[Collected data entries]
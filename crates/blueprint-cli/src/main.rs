mod command;
mod config;
mod edit;
mod render;
mod repl;
mod tutorial;

#[cfg(test)]
mod test_util;

use anyhow::Result;
use clap::{Parser, Subcommand};

use blueprint_core::session::PlanSession;
use blueprint_gemini::GeminiGenerator;

use repl::Repl;
use tutorial::FileTutorialFlagStore;

#[derive(Parser)]
#[command(name = "blueprint", about = "AI-guided app planner: raw idea to validated MVP checklist")]
struct Cli {
    /// Gemini API key (overrides BLUEPRINT_API_KEY env var)
    #[arg(long)]
    api_key: Option<String>,

    /// Gemini model name (overrides BLUEPRINT_MODEL env var)
    #[arg(long)]
    model: Option<String>,

    #[command(subcommand)]
    command: Option<Commands>,
}

#[derive(Subcommand)]
enum Commands {
    /// Write a blueprint config file
    Init {
        /// Gemini API key to store
        #[arg(long)]
        api_key: String,
        /// Model name to store (defaults at run time when omitted)
        #[arg(long)]
        model: Option<String>,
        /// Overwrite existing config file
        #[arg(long)]
        force: bool,
    },
    /// Start an interactive planning session (the default)
    Run,
}

/// Execute the `blueprint init` command: write config file.
fn cmd_init(api_key: &str, model: Option<String>, force: bool) -> Result<()> {
    let path = config::config_path();

    if path.exists() && !force {
        anyhow::bail!(
            "config file already exists at {}\nUse --force to overwrite.",
            path.display()
        );
    }

    let cfg = config::ConfigFile {
        gemini: config::GeminiSection {
            api_key: api_key.to_string(),
            model,
        },
    };

    config::save_config(&cfg)?;

    println!("Config written to {}", path.display());
    println!();
    println!("Next: run `blueprint` to start a planning session.");

    Ok(())
}

/// Execute the `blueprint run` command: interactive planning session.
async fn cmd_run(cli_api_key: Option<&str>, cli_model: Option<&str>) -> Result<()> {
    let gemini_config = config::resolve(cli_api_key, cli_model)?;
    let generator = GeminiGenerator::new(gemini_config)?;
    let session = PlanSession::new(Box::new(generator));
    let tutorial = Box::new(FileTutorialFlagStore::default_location());

    Repl::new(session, tutorial).run().await
}

#[tokio::main]
async fn main() -> Result<()> {
    tracing_subscriber::fmt()
        .with_env_filter(
            tracing_subscriber::EnvFilter::try_from_default_env()
                .unwrap_or_else(|_| tracing_subscriber::EnvFilter::new("warn")),
        )
        .init();

    let cli = Cli::parse();

    match cli.command {
        Some(Commands::Init {
            api_key,
            model,
            force,
        }) => cmd_init(&api_key, model, force)?,
        Some(Commands::Run) | None => {
            cmd_run(cli.api_key.as_deref(), cli.model.as_deref()).await?;
        }
    }

    Ok(())
}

» **EXERCISE BRIEF**
Look over the records above and say, with no extra words, how many lines include "bool".

» **PROBLEM SOLUTION**
2